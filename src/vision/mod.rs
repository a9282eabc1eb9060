//! Coverage estimation from camera frames.
//!
//! | Module         | Role                                         |
//! |----------------|----------------------------------------------|
//! | `hsv`          | Colour-threshold mask (always available)     |
//! | `mask`         | Binary mask, 5×5 opening / closing           |
//! | `segmentation` | Instance-mask union for the learned model    |
//! | `estimator`    | Strategy selection and `estimate()`          |
//! | `io`           | Frame decoding in front of the estimator     |

pub mod estimator;
pub mod hsv;
pub mod io;
pub mod mask;
pub mod segmentation;

pub use estimator::{Coverage, CoverageEstimator, EstimatorMode};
====================
#### Problem:
Should a line in the material contain "segmentation", copy it.

#### Final answer:
//! | `segmentation` | Instance-mask union for the learned model    |
pub mod segmentation;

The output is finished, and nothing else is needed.